▶ What the exercise asks
Will you give every entry again exactly as it stands?

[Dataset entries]
____________
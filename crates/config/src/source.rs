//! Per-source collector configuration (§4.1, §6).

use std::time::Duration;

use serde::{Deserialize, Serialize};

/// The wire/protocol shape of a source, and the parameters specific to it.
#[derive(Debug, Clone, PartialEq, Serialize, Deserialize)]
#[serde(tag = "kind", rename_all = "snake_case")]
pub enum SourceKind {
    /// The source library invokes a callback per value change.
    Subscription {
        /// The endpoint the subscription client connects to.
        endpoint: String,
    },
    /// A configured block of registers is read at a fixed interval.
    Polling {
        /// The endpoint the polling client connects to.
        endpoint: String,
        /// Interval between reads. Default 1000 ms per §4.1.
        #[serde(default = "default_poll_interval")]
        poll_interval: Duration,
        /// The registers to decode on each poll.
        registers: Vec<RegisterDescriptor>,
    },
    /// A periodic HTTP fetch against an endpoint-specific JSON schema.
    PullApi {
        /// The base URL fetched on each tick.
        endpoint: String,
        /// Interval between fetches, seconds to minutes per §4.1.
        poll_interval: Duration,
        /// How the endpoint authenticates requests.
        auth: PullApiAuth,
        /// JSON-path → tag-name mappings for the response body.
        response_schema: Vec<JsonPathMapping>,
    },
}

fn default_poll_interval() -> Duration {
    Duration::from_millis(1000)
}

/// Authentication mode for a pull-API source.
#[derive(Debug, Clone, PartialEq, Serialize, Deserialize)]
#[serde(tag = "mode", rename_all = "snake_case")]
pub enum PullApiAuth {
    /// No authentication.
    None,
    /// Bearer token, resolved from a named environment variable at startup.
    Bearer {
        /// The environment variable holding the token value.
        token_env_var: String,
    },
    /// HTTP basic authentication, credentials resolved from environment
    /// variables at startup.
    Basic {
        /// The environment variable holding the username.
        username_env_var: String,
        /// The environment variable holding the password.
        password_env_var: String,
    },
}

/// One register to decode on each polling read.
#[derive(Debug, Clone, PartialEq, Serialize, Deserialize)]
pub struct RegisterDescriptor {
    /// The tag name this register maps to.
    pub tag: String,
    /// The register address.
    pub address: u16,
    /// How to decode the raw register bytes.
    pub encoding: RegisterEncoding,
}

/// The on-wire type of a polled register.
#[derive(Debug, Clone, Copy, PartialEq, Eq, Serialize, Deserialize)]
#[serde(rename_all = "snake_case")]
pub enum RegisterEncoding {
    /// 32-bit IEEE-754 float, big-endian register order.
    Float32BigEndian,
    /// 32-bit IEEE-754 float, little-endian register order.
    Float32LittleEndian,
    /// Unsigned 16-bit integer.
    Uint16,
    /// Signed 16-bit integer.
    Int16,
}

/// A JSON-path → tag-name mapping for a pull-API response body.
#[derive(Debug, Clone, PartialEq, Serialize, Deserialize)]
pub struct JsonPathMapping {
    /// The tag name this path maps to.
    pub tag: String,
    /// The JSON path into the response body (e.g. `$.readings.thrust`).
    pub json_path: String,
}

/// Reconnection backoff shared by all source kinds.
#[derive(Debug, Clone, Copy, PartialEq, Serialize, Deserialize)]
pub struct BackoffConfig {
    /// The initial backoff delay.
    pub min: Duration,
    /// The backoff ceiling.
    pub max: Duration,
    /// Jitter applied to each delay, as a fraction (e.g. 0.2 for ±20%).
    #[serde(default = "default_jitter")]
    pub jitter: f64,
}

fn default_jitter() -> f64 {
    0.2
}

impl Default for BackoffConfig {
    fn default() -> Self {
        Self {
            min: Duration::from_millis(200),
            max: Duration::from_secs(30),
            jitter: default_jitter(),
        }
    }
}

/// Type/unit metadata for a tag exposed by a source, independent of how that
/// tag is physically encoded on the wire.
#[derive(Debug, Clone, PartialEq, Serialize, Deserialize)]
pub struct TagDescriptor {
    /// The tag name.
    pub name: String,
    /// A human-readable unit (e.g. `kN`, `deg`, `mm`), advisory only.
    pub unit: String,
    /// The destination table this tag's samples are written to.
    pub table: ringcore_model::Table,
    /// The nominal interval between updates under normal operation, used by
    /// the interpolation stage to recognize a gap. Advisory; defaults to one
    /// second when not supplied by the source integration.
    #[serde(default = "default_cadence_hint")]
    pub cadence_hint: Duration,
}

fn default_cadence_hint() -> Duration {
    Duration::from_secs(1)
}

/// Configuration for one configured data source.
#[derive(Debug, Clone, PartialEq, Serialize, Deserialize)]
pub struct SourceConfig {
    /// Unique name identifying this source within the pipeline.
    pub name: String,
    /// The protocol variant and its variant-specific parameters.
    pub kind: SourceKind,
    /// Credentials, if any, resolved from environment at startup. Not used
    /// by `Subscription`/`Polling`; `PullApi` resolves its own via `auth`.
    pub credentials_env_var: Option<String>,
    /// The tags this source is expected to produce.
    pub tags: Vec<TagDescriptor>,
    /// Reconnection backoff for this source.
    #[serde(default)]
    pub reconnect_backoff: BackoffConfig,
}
____________
▶ Answer area
filename crates/config/src/source.rs
//! Per-source collector configuration (§4.1, §6).

use std::time::Duration;

use serde::{Deserialize, Serialize};

/// The wire/protocol shape of a source, and the parameters specific to it.
#[derive(Debug, Clone, PartialEq, Serialize, Deserialize)]
#[serde(tag = "kind", rename_all = "snake_case")]
pub enum SourceKind {
    /// The source library invokes a callback per value change.
    Subscription {
        /// The endpoint the subscription client connects to.
        endpoint: String,
    },
    /// A configured block of registers is read at a fixed interval.
    Polling {
        /// The endpoint the polling client connects to.
        endpoint: String,
        /// Interval between reads. Default 1000 ms per §4.1.
        #[serde(default = "default_poll_interval")]
        poll_interval: Duration,
        /// The registers to decode on each poll.
        registers: Vec<RegisterDescriptor>,
    },
    /// A periodic HTTP fetch against an endpoint-specific JSON schema.
    PullApi {
        /// The base URL fetched on each tick.
        endpoint: String,
        /// Interval between fetches, seconds to minutes per §4.1.
        poll_interval: Duration,
        /// How the endpoint authenticates requests.
        auth: PullApiAuth,
        /// JSON-path → tag-name mappings for the response body.
        response_schema: Vec<JsonPathMapping>,
    },
}

fn default_poll_interval() -> Duration {
    Duration::from_millis(1000)
}

/// Authentication mode for a pull-API source.
#[derive(Debug, Clone, PartialEq, Serialize, Deserialize)]
#[serde(tag = "mode", rename_all = "snake_case")]
pub enum PullApiAuth {
    /// No authentication.
    None,
    /// Bearer token, resolved from a named environment variable at startup.
    Bearer {
        /// The environment variable holding the token value.
        token_env_var: String,
    },
    /// HTTP basic authentication, credentials resolved from environment
    /// variables at startup.
    Basic {
        /// The environment variable holding the username.
        username_env_var: String,
        /// The environment variable holding the password.
        password_env_var: String,
    },
}

/// One register to decode on each polling read.
#[derive(Debug, Clone, PartialEq, Serialize, Deserialize)]
pub struct RegisterDescriptor {
    /// The tag name this register maps to.
    pub tag: String,
    /// The register address.
    pub address: u16,
    /// How to decode the raw register bytes.
    pub encoding: RegisterEncoding,
}

/// The on-wire type of a polled register.
#[derive(Debug, Clone, Copy, PartialEq, Eq, Serialize, Deserialize)]
#[serde(rename_all = "snake_case")]
pub enum RegisterEncoding {
    /// 32-bit IEEE-754 float, big-endian register order.
    Float32BigEndian,
    /// 32-bit IEEE-754 float, little-endian register order.
    Float32LittleEndian,
    /// Unsigned 16-bit integer.
    Uint16,
    /// Signed 16-bit integer.
    Int16,
}

/// A JSON-path → tag-name mapping for a pull-API response body.
#[derive(Debug, Clone, PartialEq, Serialize, Deserialize)]
pub struct JsonPathMapping {
    /// The tag name this path maps to.
    pub tag: String,
    /// The JSON path into the response body (e.g. `$.readings.thrust`).
    pub json_path: String,
}

/// Reconnection backoff shared by all source kinds.
#[derive(Debug, Clone, Copy, PartialEq, Serialize, Deserialize)]
pub struct BackoffConfig {
    /// The initial backoff delay.
    pub min: Duration,
    /// The backoff ceiling.
    pub max: Duration,
    /// Jitter applied to each delay, as a fraction (e.g. 0.2 for ±20%).
    #[serde(default = "default_jitter")]
    pub jitter: f64,
}

fn default_jitter() -> f64 {
    0.2
}

impl Default for BackoffConfig {
    fn default() -> Self {
        Self {
            min: Duration::from_millis(200),
            max: Duration::from_secs(30),
            jitter: default_jitter(),
        }
    }
}

/// Type/unit metadata for a tag exposed by a source, independent of how that
/// tag is physically encoded on the wire.
#[derive(Debug, Clone, PartialEq, Serialize, Deserialize)]
pub struct TagDescriptor {
    /// The tag name.
    pub name: String,
    /// A human-readable unit (e.g. `kN`, `deg`, `mm`), advisory only.
    pub unit: String,
    /// The destination table this tag's samples are written to.
    pub table: ringcore_model::Table,
    /// The nominal interval between updates under normal operation, used by
    /// the interpolation stage to recognize a gap. Advisory; defaults to one
    /// second when not supplied by the source integration.
    #[serde(default = "default_cadence_hint")]
    pub cadence_hint: Duration,
}

fn default_cadence_hint() -> Duration {
    Duration::from_secs(1)
}

/// Configuration for one configured data source.
#[derive(Debug, Clone, PartialEq, Serialize, Deserialize)]
pub struct SourceConfig {
    /// Unique name identifying this source within the pipeline.
    pub name: String,
    /// The protocol variant and its variant-specific parameters.
    pub kind: SourceKind,
    /// Credentials, if any, resolved from environment at startup. Not used
    /// by `Subscription`/`Polling`; `PullApi` resolves its own via `auth`.
    pub credentials_env_var: Option<String>,
    /// The tags this source is expected to produce.
    pub tags: Vec<TagDescriptor>,
    /// Reconnection backoff for this source.
    #[serde(default)]
    pub reconnect_backoff: BackoffConfig,
}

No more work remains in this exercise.